• **Assignment**: Your answer should consist only of the lines below from the one with "fn rgb(r: u8, g: u8, b: u8)" through the one with "theme_color!(MAGENTA);", copied exactly.

(Collected data entries)
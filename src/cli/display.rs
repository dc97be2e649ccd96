// Copyright 2025-present Harīṣh Tummalachērla
// SPDX-License-Identifier: Apache-2.0

//! Terminal display utilities for the ints2der CLI.
//!
//! OneDark for dark terminals, One Light for light ones. The detection tries
//! `INTS2DER_THEME` first, then `COLORFGBG`, then defaults to dark. Colors
//! are dropped entirely for `NO_COLOR` and when stdout is not a TTY, so the
//! plain-text dump is stable enough to grep in scripts and tests.
//!
//! # Theme detection order
//!
//! 1. `INTS2DER_THEME` env var ("dark" or "light")
//! 2. `COLORFGBG` env var (terminal background hint)
//! 3. Default to dark theme

use std::io::{self, Write};
use std::sync::OnceLock;

use ints2der::utils::to_hex;
use ints2der::{DerError, Tlv, TAG_INTEGER, TAG_SEQUENCE};

// Box drawing constants - width between │ and │ (excluding border chars)
pub const BOX_WIDTH: usize = 72;

/// Bytes shown on each side of the offending byte in an error window
const ERROR_CONTEXT: usize = 8;

// ═══════════════════════════════════════════════════════════════════════════
// THEME DETECTION
// ═══════════════════════════════════════════════════════════════════════════

#[derive(Debug, Clone, Copy, PartialEq, Eq)]
pub enum Theme {
    Dark,
    Light,
}

static THEME: OnceLock<Theme> = OnceLock::new();

fn theme_from(explicit: Option<&str>, colorfgbg: Option<&str>) -> Theme {
    if let Some(theme) = explicit {
        match theme.to_lowercase().as_str() {
            "light" | "l" => return Theme::Light,
            "dark" | "d" => return Theme::Dark,
            _ => {}
        }
    }

    // COLORFGBG is "fg;bg"; backgrounds 7 and up (except 8) are light
    if let Some(bg) = colorfgbg.and_then(|v| v.split(';').next_back()) {
        if let Ok(bg_num) = bg.parse::<u8>() {
            if bg_num >= 7 && bg_num != 8 {
                return Theme::Light;
            }
        }
    }

    Theme::Dark
}

fn detect_theme() -> Theme {
    let explicit = std::env::var("INTS2DER_THEME").ok();
    let colorfgbg = std::env::var("COLORFGBG").ok();
    theme_from(explicit.as_deref(), colorfgbg.as_deref())
}

/// Get the current theme (cached)
pub fn theme() -> Theme {
    *THEME.get_or_init(detect_theme)
}

// ═══════════════════════════════════════════════════════════════════════════
// PALETTES
// ═══════════════════════════════════════════════════════════════════════════
//
// OneDark: https://github.com/joshdick/onedark.vim
// One Light: https://github.com/sonph/onehalf

fn rgb(r: u8, g: u8, b: u8) -> String {
    format!("\x1b[38;2;{};{};{}m", r, g, b)
}

pub mod colors {
    pub const RESET: &str = "\x1b[0m";
    pub const BOLD: &str = "\x1b[1m";
}

pub use colors::*;

mod onedark {
    pub const RED: (u8, u8, u8) = (224, 108, 117); // #e06c75
    pub const GREEN: (u8, u8, u8) = (152, 195, 121); // #98c379
    pub const YELLOW: (u8, u8, u8) = (229, 192, 123); // #e5c07b
    pub const BLUE: (u8, u8, u8) = (97, 175, 239); // #61afef
    pub const MAGENTA: (u8, u8, u8) = (198, 120, 221); // #c678dd
    pub const CYAN: (u8, u8, u8) = (86, 182, 194); // #56b6c2
    pub const GRAY: (u8, u8, u8) = (92, 99, 112); // #5c6370
}

mod onelight {
    pub const RED: (u8, u8, u8) = (228, 86, 73); // #e45649
    pub const GREEN: (u8, u8, u8) = (80, 161, 79); // #50a14f
    pub const YELLOW: (u8, u8, u8) = (193, 132, 1); // #c18401
    pub const BLUE: (u8, u8, u8) = (64, 120, 242); // #4078f2
    pub const MAGENTA: (u8, u8, u8) = (166, 38, 164); // #a626a4
    pub const CYAN: (u8, u8, u8) = (1, 132, 188); // #0184bc
    pub const GRAY: (u8, u8, u8) = (160, 161, 167); // #a0a1a7
}

macro_rules! theme_color {
    ($name:ident) => {
        #[allow(non_snake_case)]
        pub fn $name() -> String {
            let (r, g, b) = match theme() {
                Theme::Dark => onedark::$name,
                Theme::Light => onelight::$name,
            };
            rgb(r, g, b)
        }
    };
}

theme_color!(RED);
theme_color!(GREEN);
theme_color!(YELLOW);
theme_color!(BLUE);
theme_color!(MAGENTA);
theme_color!(CYAN);
theme_color!(GRAY);

// ═══════════════════════════════════════════════════════════════════════════
// CORE UTILITIES
// ═══════════════════════════════════════════════════════════════════════════

/// Check if colors should be used (TTY detection)
pub fn use_colors() -> bool {
    if std::env::var("NO_COLOR").is_ok() {
        return false;
    }
    atty::is(atty::Stream::Stdout)
}

/// Apply theme color with optional modifiers
pub fn themed(color_fn: fn() -> String, modifiers: &[&str], text: &str) -> String {
    if use_colors() {
        format!("{}{}{}{}", modifiers.join(""), color_fn(), text, RESET)
    } else {
        text.to_string()
    }
}

/// Calculate visible length (excluding ANSI codes)
pub fn visible_len(s: &str) -> usize {
    let mut in_escape = false;
    let mut len = 0;
    for c in s.chars() {
        if c == '\x1b' {
            in_escape = true;
        } else if in_escape && c == 'm' {
            in_escape = false;
        } else if !in_escape {
            len += 1;
        }
    }
    len
}

/// Right-pad a styled string to a fixed visible width
pub fn pad_right(s: &str, width: usize) -> String {
    let visible = visible_len(s);
    if visible >= width {
        s.to_string()
    } else {
        format!("{}{}", s, " ".repeat(width - visible))
    }
}

/// Format bytes as human-readable size
pub fn format_size(bytes: usize) -> String {
    if bytes >= 1024 * 1024 {
        format!("{:.1} MB", bytes as f64 / 1024.0 / 1024.0)
    } else if bytes >= 1024 {
        format!("{:.1} KB", bytes as f64 / 1024.0)
    } else {
        format!("{} B", bytes)
    }
}

// ═══════════════════════════════════════════════════════════════════════════
// BOX DRAWING
// ═══════════════════════════════════════════════════════════════════════════

fn border() -> String {
    if use_colors() {
        GRAY()
    } else {
        String::new()
    }
}

fn reset() -> &'static str {
    if use_colors() {
        RESET
    } else {
        ""
    }
}

/// Write a content line: │ content          │
pub fn row<W: Write>(out: &mut W, content: &str) -> io::Result<()> {
    let pad = BOX_WIDTH.saturating_sub(visible_len(content));
    let (b, r) = (border(), reset());
    writeln!(out, "{b}│{r}{}{}{b}│{r}", content, " ".repeat(pad))
}

/// Write section header: ┌─ LABEL ──────────┐
pub fn section_top<W: Write>(out: &mut W, label: &str) -> io::Result<()> {
    let label_part = format!("─ {} ", themed(CYAN, &[BOLD], label));
    let remaining = BOX_WIDTH.saturating_sub(visible_len(&label_part));
    let (b, r) = (border(), reset());
    writeln!(out, "{b}┌{r}{}{b}{}┐{r}", label_part, "─".repeat(remaining))
}

/// Write section divider: ├─ LABEL ──────────┤
pub fn section_mid<W: Write>(out: &mut W, label: &str) -> io::Result<()> {
    let label_part = format!("─ {} ", themed(CYAN, &[BOLD], label));
    let remaining = BOX_WIDTH.saturating_sub(visible_len(&label_part));
    let (b, r) = (border(), reset());
    writeln!(out, "{b}├{r}{}{b}{}┤{r}", label_part, "─".repeat(remaining))
}

/// Write section footer: └──────────────────┘
pub fn section_bot<W: Write>(out: &mut W) -> io::Result<()> {
    let (b, r) = (border(), reset());
    writeln!(out, "{b}└{}┘{r}", "─".repeat(BOX_WIDTH))
}

// ═══════════════════════════════════════════════════════════════════════════
// SEMANTIC FORMATTERS
// ═══════════════════════════════════════════════════════════════════════════

/// Color-coded tag badge: `[SEQ]`, `[INT]`, or the raw tag byte
pub fn tag_badge(tag: u8) -> String {
    let (label, color): (String, fn() -> String) = match tag {
        TAG_SEQUENCE => ("SEQ".to_string(), BLUE),
        TAG_INTEGER => ("INT".to_string(), GREEN),
        other => (format!("{:02X}", other), RED),
    };
    themed(color, &[], &format!("[{}]", label))
}

/// Integer value colored by sign
pub fn value_colored(value: i64) -> String {
    let color = if value < 0 { MAGENTA } else { YELLOW };
    themed(color, &[], &value.to_string())
}

/// Header and content hex for one TLV, header dimmed
fn tlv_hex(bytes: &[u8], tlv: &Tlv) -> String {
    let header = to_hex(&bytes[tlv.offset..tlv.content_start()]);
    let content = to_hex(&bytes[tlv.content_range()]);
    let header = themed(GRAY, &[], &header);
    if content.is_empty() {
        header
    } else {
        format!("{} {}", header, content)
    }
}

/// Width of the hex column: a 10-byte i64 TLV is 29 characters
const HEX_COLUMN: usize = 30;

// ═══════════════════════════════════════════════════════════════════════════
// INSPECT
// ═══════════════════════════════════════════════════════════════════════════

/// Draw the structure of a decoded `SEQUENCE OF INTEGER` to `out`.
///
/// `records` is the output of `walk_sequence` (SEQUENCE first) and `values`
/// the decoded children in the same order.
pub fn print_inspect<W: Write>(
    out: &mut W,
    bytes: &[u8],
    records: &[Tlv],
    values: &[i64],
) -> io::Result<()> {
    let Some(outer) = records.first() else {
        return Ok(());
    };

    section_top(out, "SEQUENCE OF INTEGER")?;
    row(
        out,
        &format!(
            " {} header {}  content {}  total {}  children {}",
            tag_badge(outer.tag),
            to_hex(&bytes[outer.offset..outer.content_start()]),
            format_size(outer.content_len),
            format_size(outer.total_len()),
            values.len()
        ),
    )?;

    if !values.is_empty() {
        section_mid(out, "CHILDREN")?;
        for (i, (tlv, &value)) in records[1..].iter().zip(values).enumerate() {
            row(
                out,
                &format!(
                    " {:>5}  @{:<7} {} {}  {}",
                    i,
                    tlv.offset,
                    tag_badge(tlv.tag),
                    pad_right(&tlv_hex(bytes, tlv), HEX_COLUMN),
                    value_colored(value)
                ),
            )?;
        }
    }

    section_bot(out)
}

/// Print a hex window around the byte where decoding failed.
pub fn print_error_location(bytes: &[u8], err: &DerError) {
    let at = err.offset();
    let start = at.saturating_sub(ERROR_CONTEXT);
    let end = (at + ERROR_CONTEXT + 1).min(bytes.len());

    let mut cells = Vec::with_capacity(end.saturating_sub(start));
    for (pos, byte) in bytes.iter().enumerate().take(end).skip(start) {
        let cell = format!("{:02X}", byte);
        if pos == at {
            cells.push(themed(RED, &[BOLD], &format!("[{}]", cell)));
        } else {
            cells.push(cell);
        }
    }
    if at >= bytes.len() {
        cells.push(themed(RED, &[BOLD], "[EOF]"));
    }

    eprintln!("  offset {}: {}", at, cells.join(" "));
}

// ═══════════════════════════════════════════════════════════════════════════
// TESTS
// ═══════════════════════════════════════════════════════════════════════════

• **Answer box**:
fn rgb(r: u8, g: u8, b: u8) -> String {
    format!("\x1b[38;2;{};{};{}m", r, g, b)
}

pub mod colors {
    pub const RESET: &str = "\x1b[0m";
    pub const BOLD: &str = "\x1b[1m";
}

pub use colors::*;

mod onedark {
    pub const RED: (u8, u8, u8) = (224, 108, 117); // #e06c75
    pub const GREEN: (u8, u8, u8) = (152, 195, 121); // #98c379
    pub const YELLOW: (u8, u8, u8) = (229, 192, 123); // #e5c07b
    pub const BLUE: (u8, u8, u8) = (97, 175, 239); // #61afef
    pub const MAGENTA: (u8, u8, u8) = (198, 120, 221); // #c678dd
    pub const CYAN: (u8, u8, u8) = (86, 182, 194); // #56b6c2
    pub const GRAY: (u8, u8, u8) = (92, 99, 112); // #5c6370
}

mod onelight {
    pub const RED: (u8, u8, u8) = (228, 86, 73); // #e45649
    pub const GREEN: (u8, u8, u8) = (80, 161, 79); // #50a14f
    pub const YELLOW: (u8, u8, u8) = (193, 132, 1); // #c18401
    pub const BLUE: (u8, u8, u8) = (64, 120, 242); // #4078f2
    pub const MAGENTA: (u8, u8, u8) = (166, 38, 164); // #a626a4
    pub const CYAN: (u8, u8, u8) = (1, 132, 188); // #0184bc
    pub const GRAY: (u8, u8, u8) = (160, 161, 167); // #a0a1a7
}

macro_rules! theme_color {
    ($name:ident) => {
        #[allow(non_snake_case)]
        pub fn $name() -> String {
            let (r, g, b) = match theme() {
                Theme::Dark => onedark::$name,
                Theme::Light => onelight::$name,
            };
            rgb(r, g, b)
        }
    };
}

theme_color!(RED);
theme_color!(GREEN);
theme_color!(YELLOW);
theme_color!(BLUE);
theme_color!(MAGENTA);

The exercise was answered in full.